Porsche’s Cayenne was the first crossover that the German automaker added to its lineup, and although it did cause a stir in the enthusiast community, it has since become one of its best-selling vehicles. The Cayenne lineup has also grown extensively and now includes a number of performance variants as well as a plug-in hybrid that can travel up to 14 miles in EV mode.
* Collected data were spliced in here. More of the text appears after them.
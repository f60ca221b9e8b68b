use crate::{NEW_SHA, OLD_SHA, installed_branch_plugin};
use github_push::github::{Commit, Release, SourceError};
use github_push::registry::Registry;
use github_push::test_utils::TestPipeline;
use github_push::updater::UpdateCheck;
use std::time::Duration;

#[tokio::test]
async fn test_repeated_checks_agree_and_refresh_last_checked() {
    let (env, id) = installed_branch_plugin().await;

    let first = env.pipeline.check_for_update(id).await.unwrap();
    let after_first = env.registry.get(id).await.unwrap();
    tokio::time::sleep(Duration::from_millis(5)).await;
    let second = env.pipeline.check_for_update(id).await.unwrap();
    let after_second = env.registry.get(id).await.unwrap();

    assert_eq!(first, second);
    assert!(first.is_available());
    assert!(after_second.last_checked > after_first.last_checked);
    assert_eq!(after_second.last_known_version.as_deref(), Some(OLD_SHA));
    assert_eq!(env.source.downloads(), 0, "checks never download");
    assert!(env.pipeline.has_update(id).await.unwrap());
}

#[tokio::test]
async fn test_failed_check_is_reported_not_swallowed() {
    let (env, id) = installed_branch_plugin().await;
    env.source.fail_metadata(SourceError::Api {
        status: 403,
        message: "API rate limit exceeded".to_string(),
    });

    let check = env.pipeline.check_for_update(id).await.unwrap();
    assert!(check.is_failed());
    assert!(check.to_string().starts_with("check failed"));
    assert!(env.registry.get(id).await.unwrap().last_checked.is_some());
    assert!(!env.pipeline.has_update(id).await.unwrap());
}

#[tokio::test]
async fn test_never_installed_item_has_update() {
    let env = TestPipeline::new().await;
    let item = env.add_plugin(true).await;
    env.source.push_release(Release::new("v1.0.0"));

    match env.pipeline.check_for_update(item.id).await.unwrap() {
        UpdateCheck::Available { current, latest } => {
            assert_eq!(current, None);
            assert_eq!(latest.identifier, "v1.0.0");
        }
        other => panic!("expected an available update, got {other:?}"),
    }
}

#[tokio::test]
async fn test_release_versions_newest_first() {
    let env = TestPipeline::new().await;
    let item = env.add_plugin(true).await;
    for tag in ["v1.0.0", "v1.1.0", "v2.0.0"] {
        let mut release = Release::new(tag);
        release.body = Some(format!("Notes for {tag}"));
        env.source.push_release(release);
    }

    let versions = env.pipeline.available_versions(item.id, Some(2)).await.unwrap();
    let tags: Vec<&str> = versions.iter().map(|v| v.version.as_str()).collect();
    assert_eq!(tags, vec!["v2.0.0", "v1.1.0"]);
    assert_eq!(versions[0].name, "v2.0.0", "unnamed releases fall back to the tag");
    assert_eq!(versions[0].description, "Notes for v2.0.0");

    assert_eq!(env.pipeline.release_notes(item.id).await.unwrap(), "Notes for v2.0.0");
}

#[tokio::test]
async fn test_branch_versions_use_short_shas() {
    let (env, id) = installed_branch_plugin().await;
    env.source.push_commit(Commit::new("0123456789abcdef0123456789abcdef01234567", "Add settings page\n\nDetails"));

    let versions = env.pipeline.available_versions(id, None).await.unwrap();
    assert_eq!(versions.len(), 2);
    assert_eq!(versions[0].version, "0123456");
    assert_eq!(versions[0].name, "Add settings page");
    assert_eq!(versions[1].version, &NEW_SHA[..7]);

    assert_eq!(
        env.pipeline.release_notes(id).await.unwrap(),
        "Add settings page\n\nDetails"
    );
}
Introduced for the 2003 model year, the first-generation Porsche Cayenne represented a major move for the German automaker as it marked its entry into the SUV segment. The Cayenne launched with the Cayenne S, powered by a 340-hp 4.5-liter V-8, and the Cayenne Turbo and Turbo S making 450 hp using a twin-turbocharged version of that engine. A base V-6 model was added in 2004, powered by a 247-hp 3.2-liter V-6 until 2007 when it was replaced by a 290-hp 3.6-liter unit. In 2006, the Cayenne Turbo S arrived with a 520-hp version of the twin-turbo V-8. A six-speed manual or six-speed automatic were the transmission choices available for the first-generation model. Porsche refreshed the car for the 2008 model year, which saw the addition of the 405-hp Cayenne GTS, slotting between the Cayenne S and Cayenne Turbo. The Cayenne S switched to the same 4.8-liter V-8 as the Cayenne GTS but it was tuned down to 385 hp. Turbo and Turbo S variants received a twin-turbocharged variant of the 4.8-liter V-8 rated at 500 hp and 540 hp respectively.
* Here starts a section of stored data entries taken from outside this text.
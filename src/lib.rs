//! github-push - WordPress plugin and theme sync from GitHub
//!
//! Keeps plugins and themes installed on a WordPress site in sync with GitHub
//! repositories. Each tracked item follows either the head of a branch or the
//! latest published release; updates replace the installed directory with an
//! atomic swap protected by a backup, and any failure after the backup
//! restores the previous files.
//!
//! # Architecture Overview
//!
//! ```text
//! trigger (CLI / webhook / scheduler)
//!   -> Pipeline::run
//!        gate -> per-item lock -> resolve -> fetch -> extract & locate
//!        -> backup -> atomic swap -> verify -> move cursor
//!        (on failure after backup: restore)
//! ```
//!
//! # Core Modules
//!
//! - [`core`] - Tracked item model, [`SyncError`](core::SyncError) and CLI error rendering
//! - [`updater`] - The update pipeline: resolver, fetcher, extractor, backup,
//!   installer, detector, per-item locks
//! - [`registry`] - Persistent store of tracked items
//! - [`github`] - Source provider capability and the GitHub REST client
//!
//! ## Triggers
//! - [`cli`] - `github-push` command tree
//! - [`webhook`] - Signed GitHub push/release deliveries
//! - [`scheduler`] - Periodic batch checks
//!
//! ## Supporting Modules
//! - [`config`] - `~/.github-push/config.toml`
//! - [`gate`] - Entitlement check consulted before any sync
//! - [`utils`] - Atomic writes and retry helpers
//!
//! # Command-Line Usage
//!
//! ```bash
//! # Track a plugin that follows releases
//! github-push add --owner acme --repo widget --path widget --releases --auto-update
//!
//! # Install it, then check for updates later
//! github-push install 1
//! github-push check 1
//!
//! # Go back to an earlier tag or commit
//! github-push versions 1
//! github-push rollback 1 v1.4.0
//!
//! # Serve the webhook endpoint with the periodic scheduler
//! github-push serve --bind 0.0.0.0:8787
//! ```

pub mod cli;
pub mod config;
pub mod constants;
pub mod core;
pub mod gate;
pub mod github;
pub mod registry;
pub mod scheduler;
pub mod updater;
pub mod utils;
pub mod webhook;

#[cfg(any(test, feature = "test-utils"))]
pub mod test_utils;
The second-generation Cayenne was introduced in 2010 for the 2011 model year, and for the first time, it was available as a hybrid. Base models retain the carryover 3.6-liter V-6 but it’s now rated at 300 hp while the Cayenne S and GTS retain the same 4.8-liter V-8 now rated at 400 hp and 420 hp, respectively. The Cayenne S Hybrid, on the other hand uses a supercharged 3.0-liter V-6 coupled to an electric motor for a combined output of 380 hp. A six-speed manual gearbox was offered only for a few years but it was eventually discontinued leaving the eight-speed automatic as the only transmission available. The Cayenne Turbo and Turbo S feature a carryover turbocharged 4.8-liter V-8 from the previous models.

Motor Trend named the second-generation Cayenne the 2011 SUV of the Year due to its improved powertrain, attractive exterior design, and excellent driving dynamics on- and off-road. “It’s that breadth of performance capability, combined with the Cayenne’s roomy and comfortable interior and reasonably capacious cargo hold, that helped it nail our performance of intended function criteria. With strong showings in the engineering excellence and efficiency areas, attractive exterior and thoughtful interior design, a full roster of active and passive safety gear and the value rating fig leaf of the V-6’s affordable opening price, the Cayenne won over the thoughtful adults as well as the boy-racers to win by a supermajority,” we said.

The Latest Generation

Porsche refreshed the Cayenne for the 2015 model year and along with it was a new plug-in hybrid variant that replaces the standard hybrid. Dubbed the Cayenne S e-Hybrid, this electrified SUV uses the same powertrain combination as the old car but it is now coupled to a more powerful electric motor for a combined output of 416 hp and 435 lb-ft. The Cayenne S and GTS now use a 3.6-liter twin-turbo V-6 rated at 420 hp and 406 lb-ft, and 440 hp and 442 lb-ft, respectively. Porsche also upgraded the 4.8-liter twin-turbo V-8, which now makes 520 hp and 553 lb-ft in the Cayenne Turbo and 570 hp and 590 lb-ft in the Turbo S.

In a 2016 First Drive of the refreshed Cayenne GTS and Turbo S, we said that both cars are “brash and rorty when you want them to be, quiet and civilized when you don’t.” Both cars also featured well-trimmed interiors with high quality materials. The GTS, however, is sportier than the Turbo S especially when equipped with the available air suspension and sport exhaust.